Pada tahun 2006, SN diperiksa oleh KPK dalam perkara impor beras ilegal dari Vietnam dengan kerugian pajak sebesar Rp 122 milyar. Pada tahun yang sama, juga disebut terlibat impor limbah beracun dari Singapura di Pulau Galang, Batam. SN juga lolos dari kasus pengalihan piutang Bank Bali pada 1999 setelah mendapat Surat Perintah Penghentian Penyidikan (SP3) dari kejaksaan pada tahun 2013.

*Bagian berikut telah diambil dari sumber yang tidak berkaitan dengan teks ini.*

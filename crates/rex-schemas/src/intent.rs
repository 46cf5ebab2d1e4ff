use chrono::{DateTime, Utc};
use serde::{Deserialize, Serialize};
use uuid::Uuid;

use crate::pair::Side;

#[derive(Debug, Clone, Copy, PartialEq, Eq, Serialize, Deserialize)]
pub enum IntentOutcome {
    Confirmed,
    ReconciledSuccess,
    ReconciledFailure,
    Timeout,
    NoSignature,
}

/// Created on submit, resolved on reconcile. Exclusively owned by the
/// reconciler; the pair state machine holds only an [`crate::pair_state::InflightHandle`].
#[derive(Debug, Clone, Serialize, Deserialize)]
pub struct InflightIntent {
    pub intent_id: Uuid,
    pub signature: Option<String>,
    pub pair_identity: String,
    pub side: Side,
    pub expected_base_delta: i64,
    pub pre_balance_token: i64,
    pub pre_balance_quote: i64,
    pub post_balance_token: Option<i64>,
    pub post_balance_quote: Option<i64>,
    pub submitted_at: DateTime<Utc>,
    pub outcome: Option<IntentOutcome>,
}

impl InflightIntent {
    pub fn new(
        pair_identity: impl Into<String>,
        side: Side,
        expected_base_delta: i64,
        pre_balance_token: i64,
        pre_balance_quote: i64,
        submitted_at: DateTime<Utc>,
    ) -> Self {
        Self {
            intent_id: Uuid::new_v4(),
            signature: None,
            pair_identity: pair_identity.into(),
            side,
            expected_base_delta,
            pre_balance_token,
            pre_balance_quote,
            post_balance_token: None,
            post_balance_quote: None,
            submitted_at,
            outcome: None,
        }
    }
}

Kini, untuk pertama kalinya SN ditetapkan sebagai tersangka pidana korupsi karena dianggap memperkaya diri dan menyalahgunakan wewenang. Untuk mencegah konflik kepentingan dan demi menyelamatkan citra DPR sebagai wakil rakyat, SN mesti segera mengundurkan diri dari posisinya sebagai Ketua DPR. Di sisi lain, KPK juga perlu mengambil tindakan yang lebih tegas dengan melakukan penahanan terhadap SN untuk menghindari upaya politik yang dapat mengganggu proses hukum yang tengah berjalan. (Kes/Agus)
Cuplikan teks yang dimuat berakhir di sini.